Again: citation needed.
And where is the West bombing Muslim countries? You mean the airstrikes against ISIS, which even Iran and Saudi Arabia condone?
Nope. Like I said, how about all the desert storm operations in the past 20-30 years. ISIS is one of the few times which the US's involvement has been rather minimal. Which probably also explains why there is some legitimate chance the US is doing it for humanitarian reasons than self-interest. Although even then, I'm sure there's something we're not seeing/considering.

Islamic terror by and large has nothing to do with Western foreign policy. This is such a self-centered view, as if only the all-mighty West had the power to influence the actions of other people. Boko Haram slaughtering thousands and eradicating entire villages has nothing to do with Western foreign policy. ISIS butchering Yezidis has nothing to do with it. Muslims avenging the prophet by killing French cartoonists for blasphemy has nothing to do with it. Muslims should be respected enough that they can act on their own behalf. They don't need the missteps of Western countries as permission for their behaviour.
People of other religions do all those same things. The only real exception is the case of the French cartoonist, in which case I would (mostly) agree with you that people of other religions don't get as offended as Muslims do.
 
The invasion is estimated to have cost between 3,200 and 7,500 lives of civilians.
:rotfl:

Not only were vastly more killed during the "invasion", hundreds of thousands needlessly died during the subsequent occupation that never should have occurred in the first place!

It wasn't the US forces who after the invasion proceeded to go on an insane death rampage around the country, suicide bombing, blowing up hospitals, and ruthlessly killing the Iraqi people. The hundreds of thousands of people killed after the invasion largely died as a result of the internal conflicts and struggles for power of the various religious and political groups in Iraq, which the US forces tried to contain!
You mean which the US directly caused as a result of completely dismantling the Iraqi army and even the police force while doing nothing to provide for adequate security?

Not only do your statements reflect a complete misunderstanding of Islam, you also don't appear to know anything at all about the Iraq War other than the sheer nonsense found on some authoritarian reactionary blogs and "sources" like Fox News which try to rationalize and defend the indefensible.

Islamic terror by and large has nothing to do with Western foreign policy.
You mean other than 9/11 and virtually every single other terrorist attack in the US and Europe?

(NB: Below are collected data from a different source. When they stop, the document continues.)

use chrono::Locale;
use reqwest::Url;
use std::str::FromStr;
use std::time::Duration;
use thiserror::Error;
use tracing::Level;

const BASE_URL_VAR: &str = "GAMEREV_API_BASE_URL";
const TIMEOUT_VAR: &str = "GAMEREV_TIMEOUT_SECS";
const LOCALE_VAR: &str = "GAMEREV_LOCALE";
const LOG_VAR: &str = "GAMEREV_LOG";

const DEFAULT_BASE_URL: &str = "http://localhost:8080";
const DEFAULT_TIMEOUT_SECS: u64 = 10;

/// Configuration errors. Each one names the setting that was ignored.
#[derive(Error, Debug, PartialEq)]
pub enum ConfigError {
    #[error("GAMEREV_API_BASE_URL: invalid base URL {0:?}")]
    InvalidUrl(String),
    #[error("GAMEREV_TIMEOUT_SECS: expected a positive number of seconds, got {0:?}")]
    InvalidTimeout(String),
    #[error("GAMEREV_LOCALE: unknown locale {0:?}")]
    UnknownLocale(String),
    #[error("GAMEREV_LOG: invalid log level {0:?}")]
    InvalidLogLevel(String),
}

/// Where and how the backend is reached
#[derive(Clone, Debug, PartialEq)]
pub struct ApiConfig {
    /// Origin (and optional path prefix) the `/games` endpoints hang off
    pub base_url: Url,
    /// Per-request timeout
    pub timeout: Duration,
}

impl Default for ApiConfig {
    fn default() -> Self {
        Self {
            base_url: default_base_url(),
            timeout: Duration::from_secs(DEFAULT_TIMEOUT_SECS),
        }
    }
}

/// Application configuration
///
/// Build-time environment variables set the defaults baked into the bundle.
/// On native targets the same variables (and a `.env` file) are read again at
/// startup and take precedence.
#[derive(Clone, Debug, PartialEq)]
pub struct AppConfig {
    pub api: ApiConfig,
    /// Locale used for release dates
    pub locale: Locale,
    pub log_level: Level,
}

impl Default for AppConfig {
    fn default() -> Self {
        Self {
            api: ApiConfig::default(),
            locale: Locale::en_US,
            log_level: Level::INFO,
        }
    }
}

impl AppConfig {
    /// Load configuration from the environment.
    ///
    /// Invalid settings fall back to their defaults; the returned errors say
    /// which ones. Logging isn't set up yet at this point, so the caller
    /// reports them.
    pub fn load() -> (Self, Vec<ConfigError>) {
        #[cfg(not(target_arch = "wasm32"))]
        {
            let _ = dotenvy::dotenv();
        }
        Self::from_lookup(lookup_env)
    }

    /// Build a config from an arbitrary key lookup.
    pub fn from_lookup<F>(lookup: F) -> (Self, Vec<ConfigError>)
    where
        F: Fn(&str) -> Option<String>,
    {
        let mut config = Self::default();
        let mut errors = Vec::new();

        if let Some(raw) = lookup(BASE_URL_VAR) {
            match parse_base_url(&raw) {
                Ok(url) => config.api.base_url = url,
                Err(e) => errors.push(e),
            }
        }
        if let Some(raw) = lookup(TIMEOUT_VAR) {
            match parse_timeout(&raw) {
                Ok(timeout) => config.api.timeout = timeout,
                Err(e) => errors.push(e),
            }
        }
        if let Some(raw) = lookup(LOCALE_VAR) {
            match parse_locale(&raw) {
                Ok(locale) => config.locale = locale,
                Err(e) => errors.push(e),
            }
        }
        if let Some(raw) = lookup(LOG_VAR) {
            match Level::from_str(raw.trim()) {
                Ok(level) => config.log_level = level,
                Err(_) => errors.push(ConfigError::InvalidLogLevel(raw)),
            }
        }

        (config, errors)
    }
}

fn default_base_url() -> Url {
    Url::parse(DEFAULT_BASE_URL).expect("default base URL is valid")
}

fn parse_base_url(raw: &str) -> Result<Url, ConfigError> {
    let url = Url::parse(raw.trim()).map_err(|_| ConfigError::InvalidUrl(raw.to_string()))?;
    if url.cannot_be_a_base() || !matches!(url.scheme(), "http" | "https") {
        return Err(ConfigError::InvalidUrl(raw.to_string()));
    }
    Ok(url)
}

fn parse_timeout(raw: &str) -> Result<Duration, ConfigError> {
    match raw.trim().parse::<u64>() {
        Ok(secs) if secs > 0 => Ok(Duration::from_secs(secs)),
        _ => Err(ConfigError::InvalidTimeout(raw.to_string())),
    }
}

fn parse_locale(raw: &str) -> Result<Locale, ConfigError> {
    Locale::try_from(raw.trim()).map_err(|_| ConfigError::UnknownLocale(raw.to_string()))
}

fn build_time_value(key: &str) -> Option<&'static str> {
    match key {
        BASE_URL_VAR => option_env!("GAMEREV_API_BASE_URL"),
        TIMEOUT_VAR => option_env!("GAMEREV_TIMEOUT_SECS"),
        LOCALE_VAR => option_env!("GAMEREV_LOCALE"),
        LOG_VAR => option_env!("GAMEREV_LOG"),
        _ => None,
    }
}

fn lookup_env(key: &str) -> Option<String> {
    #[cfg(not(target_arch = "wasm32"))]
    {
        if let Ok(value) = std::env::var(key) {
            return Some(value);
        }
    }
    build_time_value(key).map(str::to_string)
}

I see you continue to completely disregard the famous University of Chicago study that found that 95% of all suicide terrorist attacks since 1980 were not motivated by religion.
 
"NGO-based reports and official figures to measure civilian casualties, approximately 7,500 civilians were killed during the invasion phase.[181] The Project on Defense Alternatives study estimated that 3,200–4,300 civilians died during the invasion."
(Wikipedia)

List of terror attacks 2015

Study particularly the second source to assess whether your claims that Islamic terror is largely due to Western foreign policy and that people of other religions do the same things are sustainable.
 
Far more Palestinians (specifically, innocent civilians) have died from Israel than the other way around. Absolutely no contest.

The problem of this reasoning is that one doesn't see the deaths of those who are still alive thanks to such actions. One could easily imagine a scenario in which a fairly liberal government decides to take very strong measures against radical political groups, who are then viewed as a repressed minority who could just as well have become a mindlessy brutal government if left unchecked.

So the question moves to whether it is better to be liked and succumb to petty tyranny or a state of nature, or be disliked yet free.

I see you continue to completely disregard the famous University of Chicago study that found that 95% of all suicide terrorist attacks since 1980 were not motivated by religion.

I'm curious who comprise those 95%. It would certainly include the Tamil Tigers, to name one.